FiddlefigOnTheRoof · 28/06/2022 20:40

The Hollow is my absolute fave! My heart is so in sync with the girl who just wants to be taken away from the strife of working life and have tea brought up in the morning…

Waitwhat23 · 28/06/2022 20:47

tobee · 27/06/2022 19:12

My favourite is The ABC Murders.

Really like sone of the short stories (although maybe that's because of the tv versions?)

Third Floor Flat
Problem at Sea
Murder in the Mews
The Clapham Cook

being ones in especially liked.

Tend to be lukewarm on some of the later ones (often moaning about housing estates) etc where she probably felt a bit out of her time. To me Agatha Christie atmosphere is large country houses and families, steam trains etc.

Entirely agree with you about not being keen on the later books - I want breakfasts being laid out on the sideboards at country house weekends, gas lamps, underhousemaids and 1930's slang!

I'm surprised to hear that people don't like the Tommy and Tuppence books! They're some of my favourites! We're currently listening to N or M on audio book.

I like quite a lot of them but off the top of my head - Nemesis, At Bertram's Hotel, The Mirror Cracked from Side to Side, The Mysterious Affair at Styles.

Don't like Death in the Clouds - far too obvious and the edition I have actually has the killer on the cover!

Not a fan of the 'woo' Parker Payne/Harlequin books - just too odd.

Not a fan of Crooked House.

HumphreyCobblers · 28/06/2022 21:25

My absolute favourite is The Moving Finger. The characters are unusually well developed and the transformation of Megan is lovely! I also really rate Crooked House, The Hollow, Cards on the Table and Death on the Nile. Endless Night is superb.

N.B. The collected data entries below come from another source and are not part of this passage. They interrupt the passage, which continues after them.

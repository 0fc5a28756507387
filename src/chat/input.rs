//! The terminal input loop.
//!
//! A trimmed line is the exit sentinel, blank, or a message for the server.
//! There are no slash commands; every other line reaches the chat endpoint
//! verbatim.

use rustyline::DefaultEditor;
use rustyline::error::ReadlineError;

use crate::chat::session::Session;
use crate::client::ChatClient;
use crate::error::{Error, Result};
use crate::render::Renderer;

/// The line that ends the program.
pub const EXIT_COMMAND: &str = "exit";

/// Prompt shown before each line of input.
pub const PROMPT: &str = "> ";

/// Printed when the loop ends.
pub const FAREWELL: &str = "Goodbye!";

/// What to do with one line of input.
#[derive(Debug, Clone, PartialEq, Eq)]
pub enum InputAction {
    /// Leave the loop.
    Exit,
    /// Nothing to send; prompt again.
    Skip,
    /// Send the trimmed message.
    Send(String),
}

/// Classifies a raw input line.
///
/// # Examples
///
/// ```
/// # use infrachat::chat::{InputAction, classify};
/// assert_eq!(classify("  exit \n"), InputAction::Exit);
/// assert_eq!(classify("   "), InputAction::Skip);
/// assert_eq!(classify(" hi "), InputAction::Send("hi".to_string()));
/// ```
pub fn classify(line: &str) -> InputAction {
    match line.trim() {
        "" => InputAction::Skip,
        EXIT_COMMAND => InputAction::Exit,
        message => InputAction::Send(message.to_string()),
    }
}

/// One attempt to read a line.
#[derive(Debug, Clone, PartialEq, Eq)]
pub enum ReadOutcome {
    /// A line of input, untrimmed.
    Line(String),
    /// The user pressed Ctrl+C at the prompt.
    Interrupted,
    /// Input is closed.
    Eof,
}

/// A source of terminal lines.
pub trait LineSource {
    /// Shows `prompt` and reads one line.
    fn read_line(&mut self, prompt: &str) -> Result<ReadOutcome>;

    /// Records a sent message for line-editing history.
    fn add_history(&mut self, line: &str) {
        let _ = line;
    }
}

impl LineSource for DefaultEditor {
    fn read_line(&mut self, prompt: &str) -> Result<ReadOutcome> {
        match self.readline(prompt) {
            Ok(line) => Ok(ReadOutcome::Line(line)),
            Err(ReadlineError::Interrupted) => Ok(ReadOutcome::Interrupted),
            Err(ReadlineError::Eof) => Ok(ReadOutcome::Eof),
            Err(err) => Err(Error::input(
                format!("could not read terminal input: {err}"),
                None,
            )),
        }
    }

    fn add_history(&mut self, line: &str) {
        let _ = self.add_history_entry(line);
    }
}

/// Counters for one run of the input loop.
#[derive(Debug, Clone, Copy, Default, PartialEq, Eq)]
pub struct LoopSummary {
    /// Messages sent to the server.
    pub turns: u64,
    /// Turns that ended in an error.
    pub failed_turns: u64,
    /// Terminal read errors.
    pub input_errors: u64,
}

/// Runs the prompt/send loop until `exit` or end of input.
///
/// Every failure is reported through `renderer` and the loop carries on;
/// only the exit sentinel or a closed input stops it.
pub async fn run<L: LineSource + ?Sized>(
    lines: &mut L,
    client: &ChatClient,
    session: &mut Session,
    renderer: &mut dyn Renderer,
) -> LoopSummary {
    let mut summary = LoopSummary::default();
    loop {
        let line = match lines.read_line(PROMPT) {
            Ok(ReadOutcome::Line(line)) => line,
            Ok(ReadOutcome::Interrupted) => {
                renderer.print_info("");
                continue;
            }
            Ok(ReadOutcome::Eof) => {
                renderer.print_info(FAREWELL);
                break;
            }
            Err(err) => {
                summary.input_errors += 1;
                renderer.print_error(&err.to_string());
                continue;
            }
        };

        let message = match classify(&line) {
            InputAction::Exit => {
                renderer.print_info(FAREWELL);
                break;
            }
            InputAction::Skip => continue,
            InputAction::Send(message) => message,
        };

        lines.add_history(&message);
        summary.turns += 1;
        match session.send_streaming(client, &message, renderer).await {
            Ok(turn) => {
                tracing::debug!(
                    lines = turn.lines,
                    chunks = turn.chunks,
                    dropped = turn.dropped(),
                    ignored = turn.ignored_chunks,
                    "turn complete"
                );
            }
            Err(err) => {
                summary.failed_turns += 1;
                tracing::debug!(error = %err, "turn failed");
                renderer.print_error(&err.to_string());
            }
        }
    }
    summary
}
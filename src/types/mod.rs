// Public modules
pub mod chat_request;
pub mod stream_chunk;

// Re-exports
pub use chat_request::ChatRequest;
pub use stream_chunk::{ChunkType, StreamChunk};
use serde::{Deserialize, Serialize};

/// The `type` tag of a [`StreamChunk`].
///
/// Only `content` and `done` drive the client.  Everything else the server
/// emits (`start`, `event`, `error`, ...) is kept verbatim in `Other` so it can
/// be counted and logged, then ignored.
#[derive(Debug, Clone, PartialEq, Eq, Hash, Serialize, Deserialize)]
#[serde(from = "String", into = "String")]
pub enum ChunkType {
    /// A piece of assistant text to print immediately.
    Content,
    /// The terminal chunk of a turn, carrying the thread id.
    Done,
    /// Any other tag.
    Other(String),
}

impl ChunkType {
    /// The tag as it appears on the wire.
    pub fn as_str(&self) -> &str {
        match self {
            ChunkType::Content => "content",
            ChunkType::Done => "done",
            ChunkType::Other(other) => other,
        }
    }
}

impl From<String> for ChunkType {
    fn from(tag: String) -> Self {
        match tag.as_str() {
            "content" => ChunkType::Content,
            "done" => ChunkType::Done,
            _ => ChunkType::Other(tag),
        }
    }
}

impl From<ChunkType> for String {
    fn from(chunk_type: ChunkType) -> Self {
        match chunk_type {
            ChunkType::Other(other) => other,
            known => known.as_str().to_string(),
        }
    }
}

impl std::fmt::Display for ChunkType {
    fn fmt(&self, f: &mut std::fmt::Formatter<'_>) -> std::fmt::Result {
        f.write_str(self.as_str())
    }
}

/// One decoded JSON payload from the response stream.
///
/// Fields the client has no use for (`timestamp`, `requestId`, `error`) are
/// skipped during decoding.
#[derive(Debug, Clone, PartialEq, Eq, Serialize, Deserialize)]
pub struct StreamChunk {
    /// The discriminator.
    #[serde(rename = "type")]
    pub chunk_type: ChunkType,

    /// Assistant text; meaningful for [`ChunkType::Content`].
    #[serde(default, skip_serializing_if = "Option::is_none")]
    pub content: Option<String>,

    /// Conversation id; meaningful for [`ChunkType::Done`].
    ///
    /// The server writes `threadId`; `threadid` is accepted as well.
    #[serde(
        rename = "threadid",
        alias = "threadId",
        default,
        skip_serializing_if = "Option::is_none"
    )]
    pub thread_id: Option<String>,
}

impl StreamChunk {
    /// Create a content chunk.
    pub fn content(text: impl Into<String>) -> Self {
        Self {
            chunk_type: ChunkType::Content,
            content: Some(text.into()),
            thread_id: None,
        }
    }

    /// Create a done chunk.
    pub fn done(thread_id: impl Into<String>) -> Self {
        Self {
            chunk_type: ChunkType::Done,
            content: None,
            thread_id: Some(thread_id.into()),
        }
    }

    /// Decode the JSON object at the start of `fragment`.
    ///
    /// Anything after the closing brace is ignored, so a payload followed on
    /// the same line by `event: {...}` still decodes.  This is looser than a
    /// whole-input JSON decode, which would drop `{...}junk` as malformed.
    pub fn decode_leading(fragment: &str) -> serde_json::Result<Self> {
        let mut values = serde_json::Deserializer::from_str(fragment).into_iter::<Self>();
        match values.next() {
            Some(result) => result,
            None => serde_json::from_str(fragment),
        }
    }
}
//! Report rendering.

pub mod generator;

pub use generator::*;
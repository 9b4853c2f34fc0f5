//! Ranking and top insight selection.

use crate::models::{RankedInsight, ValidatedHypothesis};

/// Number of entries projected into the top insights.
pub const TOP_INSIGHTS: usize = 3;

/// Sort by adjusted confidence, highest first. The sort is stable, so equal
/// scores keep generation order.
pub fn rank(mut validated: Vec<ValidatedHypothesis>) -> (Vec<ValidatedHypothesis>, Vec<RankedInsight>) {
    validated.sort_by(|a, b| b.adjusted_confidence.total_cmp(&a.adjusted_confidence));

    let top = validated
        .iter()
        .take(TOP_INSIGHTS)
        .map(RankedInsight::from)
        .collect();

    (validated, top)
}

Having said all that, I still rate her autobiography above her novels. Her life was so interesting and she describes it in fascinating detail.

Thank you to the pp who mentioned that podcast, I have many happy hours of listening ahead.

redskyatnight · 28/06/2022 22:07

I didn't like a lot of the Miss Marple books when I was younger - I thought there was too much taking of tea and people wandering round villages with nothing much happening (other than people being murdered of course).

Now I really like them precisely because of the time people spend taking tea and wandering round villages with not much happening. Actually the murder sometimes just gets in the way of the village life descriptions.